▶ PROVIDED RECORDS
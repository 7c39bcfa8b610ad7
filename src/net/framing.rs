//! Length-prefixed frames over a byte stream
//!
//! Format: [4 bytes little-endian length][JSON payload]

use std::io;
use tokio::io::{AsyncRead, AsyncReadExt, AsyncWrite, AsyncWriteExt};

/// Errors that can occur while reading or writing frames
#[derive(Debug, thiserror::Error)]
pub enum FramingError {
    #[error("Connection closed")]
    ConnectionClosed,
    #[error("Frame too large: {0} bytes (max {1})")]
    FrameTooLarge(usize, usize),
    #[error("IO error: {0}")]
    Io(#[from] io::Error),
}

fn closed_on_eof(e: io::Error) -> FramingError {
    if e.kind() == io::ErrorKind::UnexpectedEof {
        FramingError::ConnectionClosed
    } else {
        FramingError::Io(e)
    }
}

/// Read one frame, rejecting payloads above `max_len` before allocating
pub async fn read_frame<R: AsyncRead + Unpin>(
    stream: &mut R,
    max_len: usize,
) -> Result<Vec<u8>, FramingError> {
    let mut len_buf = [0u8; 4];
    stream.read_exact(&mut len_buf).await.map_err(closed_on_eof)?;

    let len = u32::from_le_bytes(len_buf) as usize;
    if len > max_len {
        return Err(FramingError::FrameTooLarge(len, max_len));
    }
    if len == 0 {
        return Ok(Vec::new());
    }

    let mut buf = vec![0u8; len];
    stream.read_exact(&mut buf).await.map_err(closed_on_eof)?;
    Ok(buf)
}

/// Write one frame and flush it
pub async fn write_frame<W: AsyncWrite + Unpin>(
    stream: &mut W,
    data: &[u8],
    max_len: usize,
) -> Result<(), FramingError> {
    if data.len() > max_len {
        return Err(FramingError::FrameTooLarge(data.len(), max_len));
    }

    stream.write_all(&(data.len() as u32).to_le_bytes()).await?;
    stream.write_all(data).await?;
    stream.flush().await?;
    Ok(())
}

#[cfg(test)]
mod tests {
    use super::*;
    use std::io::Cursor;

    const MAX: usize = 512;

    #[tokio::test]
    async fn test_read_write_frame() {
        let data = br#"{"action":"roll"}"#;
        let mut buffer = Vec::new();
        write_frame(&mut buffer, data, MAX).await.unwrap();

        let mut cursor = Cursor::new(buffer);
        let result = read_frame(&mut cursor, MAX).await.unwrap();
        assert_eq!(result, data);
    }

    #[tokio::test]
    async fn test_empty_frame() {
        let mut buffer = Vec::new();
        write_frame(&mut buffer, b"", MAX).await.unwrap();

        let mut cursor = Cursor::new(buffer);
        assert!(read_frame(&mut cursor, MAX).await.unwrap().is_empty());
    }

    #[tokio::test]
    async fn test_write_too_large() {
        let mut buffer = Vec::new();
        let result = write_frame(&mut buffer, &vec![0u8; MAX + 1], MAX).await;
        assert!(matches!(result, Err(FramingError::FrameTooLarge(513, 512))));
        assert!(buffer.is_empty());
    }

    #[tokio::test]
    async fn test_read_rejects_oversized_prefix() {
        let mut buffer = Vec::new();
        buffer.extend_from_slice(&(u32::MAX).to_le_bytes());

        let mut cursor = Cursor::new(buffer);
        let result = read_frame(&mut cursor, MAX).await;
        assert!(matches!(result, Err(FramingError::FrameTooLarge(_, 512))));
    }

    #[tokio::test]
    async fn test_read_truncated_length() {
        let mut cursor = Cursor::new(vec![0u8; 2]);
        let result = read_frame(&mut cursor, MAX).await;
        assert!(matches!(result, Err(FramingError::ConnectionClosed)));
    }

    #[tokio::test]
    async fn test_read_truncated_payload() {
        let mut buffer = Vec::new();
        buffer.extend_from_slice(&10u32.to_le_bytes());
        buffer.extend_from_slice(&[1, 2, 3]);

        let mut cursor = Cursor::new(buffer);
        let result = read_frame(&mut cursor, MAX).await;
        assert!(matches!(result, Err(FramingError::ConnectionClosed)));
    }

    #[tokio::test]
    async fn test_multiple_frames() {
        let frames = [b"first".to_vec(), b"second".to_vec(), b"third one".to_vec()];
        let mut buffer = Vec::new();
        for frame in &frames {
            write_frame(&mut buffer, frame, MAX).await.unwrap();
        }

        let mut cursor = Cursor::new(buffer);
        for expected in &frames {
            assert_eq!(&read_frame(&mut cursor, MAX).await.unwrap(), expected);
        }
    }

    #[tokio::test]
    async fn test_read_across_partial_chunks() {
        let payload = br#"{"action":"hold"}"#;
        let len = (payload.len() as u32).to_le_bytes();
        let mut stream = tokio_test::io::Builder::new()
            .read(&len[..2])
            .read(&len[2..])
            .read(&payload[..5])
            .read(&payload[5..])
            .build();

        assert_eq!(read_frame(&mut stream, MAX).await.unwrap(), payload);
    }

    #[tokio::test]
    async fn test_write_error_surfaces_as_io() {
        let mut stream = tokio_test::io::Builder::new()
            .write_error(io::Error::new(io::ErrorKind::BrokenPipe, "gone"))
            .build();

        let result = write_frame(&mut stream, b"data", MAX).await;
        assert!(matches!(result, Err(FramingError::Io(_))));
    }
}
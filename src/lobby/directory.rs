//! Session directory
//!
//! Registry of running session actors plus the single "open" session used
//! for undirected matchmaking. The lock guards only the map and the open
//! pointer; it is never held across an await or while waiting on an actor.

use std::collections::HashMap;
use std::sync::atomic::Ordering;
use std::sync::Arc;
use std::time::Duration;

use chrono::Utc;
use parking_lot::Mutex;
use tokio::task::JoinHandle;
use tokio::time::{interval_at, Instant, MissedTickBehavior};
use tracing::{debug, info};
use uuid::Uuid;

use crate::game::constants::{lifecycle, rules};
use crate::game::dice::{DieRoller, RandomDie};
use crate::game::state::{Rules, SessionId, SessionSnapshot};
use crate::lobby::actor::{spawn_match, ActorSettings, MatchHandle};
use crate::metrics::Metrics;
use crate::net::protocol::SessionInfo;

/// Builds the die each new session rolls with
pub type DieFactory = Arc<dyn Fn() -> Box<dyn DieRoller> + Send + Sync>;

#[derive(Debug, Clone, Copy, PartialEq, Eq)]
pub struct DirectorySettings {
    pub actor: ActorSettings,
    pub max_sessions: usize,
    /// Target used when a caller passes zero
    pub default_target: u32,
    pub max_participants: usize,
}

impl Default for DirectorySettings {
    fn default() -> Self {
        Self {
            actor: ActorSettings::default(),
            max_sessions: lifecycle::MAX_SESSIONS,
            default_target: rules::DEFAULT_TARGET_SCORE,
            max_participants: rules::MAX_PARTICIPANTS,
        }
    }
}

/// Directory errors
#[derive(Debug, Clone, PartialEq, Eq, thiserror::Error)]
pub enum DirectoryError {
    #[error("Too many sessions (max {0})")]
    TooManySessions(usize),
}

struct Registry {
    sessions: HashMap<SessionId, MatchHandle>,
    open: Option<MatchHandle>,
}

pub struct SessionDirectory {
    inner: Mutex<Registry>,
    settings: DirectorySettings,
    metrics: Arc<Metrics>,
    die_factory: DieFactory,
}

impl SessionDirectory {
    pub fn new(settings: DirectorySettings, metrics: Arc<Metrics>) -> Self {
        Self::with_die_factory(settings, metrics, Arc::new(|| {
            Box::new(RandomDie::new()) as Box<dyn DieRoller>
        }))
    }

    /// Directory whose sessions roll with dice from `die_factory`
    pub fn with_die_factory(
        settings: DirectorySettings,
        metrics: Arc<Metrics>,
        die_factory: DieFactory,
    ) -> Self {
        Self {
            inner: Mutex::new(Registry {
                sessions: HashMap::new(),
                open: None,
            }),
            settings,
            metrics,
            die_factory,
        }
    }

    pub fn settings(&self) -> &DirectorySettings {
        &self.settings
    }

    /// Always spawn a fresh session
    pub fn create_new(&self, target: u32) -> Result<MatchHandle, DirectoryError> {
        let mut registry = self.inner.lock();
        self.spawn_locked(&mut registry, target)
    }

    /// Return the open session if it can still take a participant, otherwise
    /// spawn a new one and make it the open session
    pub fn find_or_create(&self, target: u32) -> Result<MatchHandle, DirectoryError> {
        let mut registry = self.inner.lock();

        if let Some(open) = registry.open.as_ref() {
            if Self::accepts_participants(open) {
                return Ok(open.clone());
            }
            debug!(session_id = %open.id(), "Open session no longer joinable");
        }

        let handle = self.spawn_locked(&mut registry, target)?;
        registry.open = Some(handle.clone());
        Ok(handle)
    }

    pub fn get(&self, id: SessionId) -> Option<MatchHandle> {
        self.inner.lock().sessions.get(&id).cloned()
    }

    /// Latest snapshot of one session
    pub fn detail(&self, id: SessionId) -> Option<SessionSnapshot> {
        self.get(id).map(|handle| handle.snapshot())
    }

    /// Listing of every registered session, oldest first
    pub fn list(&self) -> Vec<SessionInfo> {
        let handles: Vec<MatchHandle> = self.inner.lock().sessions.values().cloned().collect();
        let mut sessions: Vec<SessionInfo> = handles
            .iter()
            .map(|handle| {
                let summary = handle.summary();
                SessionInfo::from_snapshot(&summary.snapshot, summary.connections)
            })
            .collect();
        sessions.sort_by_key(|info| info.created_at);
        sessions
    }

    /// Drop the directory's reference to a session
    pub fn remove(&self, id: SessionId) -> Option<MatchHandle> {
        let removed = {
            let mut registry = self.inner.lock();
            let removed = registry.sessions.remove(&id);
            if registry.open.as_ref().is_some_and(|open| open.id() == id) {
                registry.open = None;
            }
            removed
        };
        self.update_gauge();
        removed
    }

    pub fn len(&self) -> usize {
        self.inner.lock().sessions.len()
    }

    pub fn is_empty(&self) -> bool {
        self.len() == 0
    }

    pub fn open_session_id(&self) -> Option<SessionId> {
        self.inner.lock().open.as_ref().map(|open| open.id())
    }

    /// Remove sessions that went quiet for longer than `timeout`, finished
    /// with nobody connected, or whose actor has exited. Returns their ids.
    pub fn sweep(&self, timeout: Duration) -> Vec<SessionId> {
        let now = Utc::now();
        let removed: Vec<SessionId> = {
            let mut registry = self.inner.lock();
            let stale: Vec<SessionId> = registry
                .sessions
                .values()
                .filter(|handle| {
                    let summary = handle.summary();
                    let idle = (now - summary.snapshot.last_activity)
                        .to_std()
                        .unwrap_or(Duration::ZERO);
                    idle > timeout
                        || (summary.snapshot.over && summary.connections == 0)
                        || !handle.is_running()
                })
                .map(|handle| handle.id())
                .collect();

            for id in &stale {
                registry.sessions.remove(id);
            }
            if registry
                .open
                .as_ref()
                .is_some_and(|open| stale.contains(&open.id()))
            {
                registry.open = None;
            }
            stale
        };

        if !removed.is_empty() {
            self.metrics
                .sessions_evicted
                .fetch_add(removed.len() as u64, Ordering::Relaxed);
            info!("Evicted {} sessions, {} remaining", removed.len(), self.len());
        }
        self.update_gauge();
        removed
    }

    /// Forget every session; actors exit once their last handle is gone
    pub fn shutdown(&self) {
        let count = {
            let mut registry = self.inner.lock();
            registry.open = None;
            let count = registry.sessions.len();
            registry.sessions.clear();
            count
        };
        self.update_gauge();
        info!("Directory shut down, released {} sessions", count);
    }

    fn spawn_locked(
        &self,
        registry: &mut Registry,
        target: u32,
    ) -> Result<MatchHandle, DirectoryError> {
        if registry.sessions.len() >= self.settings.max_sessions {
            return Err(DirectoryError::TooManySessions(self.settings.max_sessions));
        }

        let target = if target == 0 {
            self.settings.default_target
        } else {
            target
        };
        let rules = Rules {
            max_participants: self.settings.max_participants,
            ..Rules::with_target(target)
        };

        let handle = spawn_match(
            Uuid::new_v4(),
            rules,
            self.settings.actor,
            (self.die_factory)(),
            self.metrics.clone(),
        );
        registry.sessions.insert(handle.id(), handle.clone());

        self.metrics.sessions_created.fetch_add(1, Ordering::Relaxed);
        self.metrics
            .sessions_active
            .store(registry.sessions.len() as u64, Ordering::Relaxed);
        info!(session_id = %handle.id(), target, "Session created");
        Ok(handle)
    }

    fn accepts_participants(handle: &MatchHandle) -> bool {
        let snapshot = handle.snapshot();
        handle.is_running()
            && !snapshot.started
            && !snapshot.over
            && snapshot.participants.len() < snapshot.capacity
    }

    fn update_gauge(&self) {
        let len = self.len();
        self.metrics.sessions_active.store(len as u64, Ordering::Relaxed);
    }
}

/// Run `sweep` every `interval` until the returned task is aborted
pub fn spawn_sweeper(
    directory: Arc<SessionDirectory>,
    interval: Duration,
    timeout: Duration,
) -> JoinHandle<()> {
    tokio::spawn(async move {
        let mut ticker = interval_at(Instant::now() + interval, interval);
        ticker.set_missed_tick_behavior(MissedTickBehavior::Skip);

        info!("Session sweeper started (every {:?}, timeout {:?})", interval, timeout);
        loop {
            ticker.tick().await;
            let removed = directory.sweep(timeout);
            debug!("Sweep removed {} sessions", removed.len());
        }
    })
}
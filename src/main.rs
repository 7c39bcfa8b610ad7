use std::sync::Arc;

use tracing::{error, info};
use tracing_subscriber::EnvFilter;

use pig_arena_server::config::ServerConfig;
use pig_arena_server::lobby::{spawn_sweeper, SessionDirectory};
use pig_arena_server::metrics::{self, Metrics};
use pig_arena_server::net::api;

#[tokio::main]
async fn main() -> anyhow::Result<()> {
    // Load .env file if present
    dotenvy::dotenv().ok();

    tracing_subscriber::fmt()
        .with_env_filter(
            EnvFilter::try_from_default_env().unwrap_or_else(|_| EnvFilter::new("info")),
        )
        .with_target(false)
        .init();

    info!("Pig Arena Server v{}", env!("CARGO_PKG_VERSION"));

    let config = ServerConfig::load_or_default();
    config.validate().map_err(anyhow::Error::msg)?;
    info!(
        "Configuration loaded: {}:{}, api_port={}, max_sessions={}, target={}",
        config.bind_address,
        config.port,
        config.api_port,
        config.max_sessions,
        config.default_target_score
    );

    let metrics = Arc::new(Metrics::new());

    let metrics_clone = metrics.clone();
    let metrics_port = config.metrics_port;
    tokio::spawn(async move {
        if let Err(e) = metrics::start_metrics_server(metrics_clone, metrics_port).await {
            error!("Metrics server error: {}", e);
        }
    });

    let directory = Arc::new(SessionDirectory::new(
        config.directory_settings(),
        metrics.clone(),
    ));
    let sweeper = spawn_sweeper(
        directory.clone(),
        config.sweep_interval,
        config.eviction_timeout,
    );

    let api_directory = directory.clone();
    let api_settings = config.api_settings();
    let api_port = config.api_port;
    tokio::spawn(async move {
        if let Err(e) = api::start_api_server(api_directory, api_settings, api_port).await {
            error!("API server error: {}", e);
        }
    });

    // Shutdown signal handler
    let shutdown = async {
        tokio::signal::ctrl_c()
            .await
            .expect("Failed to install Ctrl+C handler");
        info!("Shutdown signal received");
    };

    tokio::select! {
        result = run_join_endpoint(&config, directory.clone(), metrics.clone()) => {
            if let Err(e) = result {
                error!("Server error: {}", e);
            }
        }
        _ = shutdown => {
            info!("Shutting down...");
        }
    }

    sweeper.abort();
    directory.shutdown();
    info!("Server stopped");

    Ok(())
}

#[cfg(feature = "webtransport")]
async fn run_join_endpoint(
    config: &ServerConfig,
    directory: Arc<SessionDirectory>,
    metrics: Arc<Metrics>,
) -> anyhow::Result<()> {
    use pig_arena_server::net::transport::WebTransportServer;

    let server = WebTransportServer::new(config, directory, metrics).await?;
    info!("Join endpoint ready on https://{}:{}", config.bind_address, config.port);
    info!("Certificate hash: {}", server.cert_hash());
    info!(
        "Chrome flag: --ignore-certificate-errors-spki-list={}",
        server.cert_hash()
    );
    server.run().await
}

#[cfg(not(feature = "webtransport"))]
async fn run_join_endpoint(
    _config: &ServerConfig,
    _directory: Arc<SessionDirectory>,
    _metrics: Arc<Metrics>,
) -> anyhow::Result<()> {
    tracing::warn!("Built without the webtransport feature; serving the API only");
    std::future::pending().await
}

▶ YOUR ASSIGNMENT
Nothing but the lines from the one containing "server.run().await" through the last line of the data above should be set down, word for word.

▶ FINISHED EXERCISE
    server.run().await
}

#[cfg(not(feature = "webtransport"))]
async fn run_join_endpoint(
    _config: &ServerConfig,
    _directory: Arc<SessionDirectory>,
    _metrics: Arc<Metrics>,
) -> anyhow::Result<()> {
    tracing::warn!("Built without the webtransport feature; serving the API only");
    std::future::pending().await
}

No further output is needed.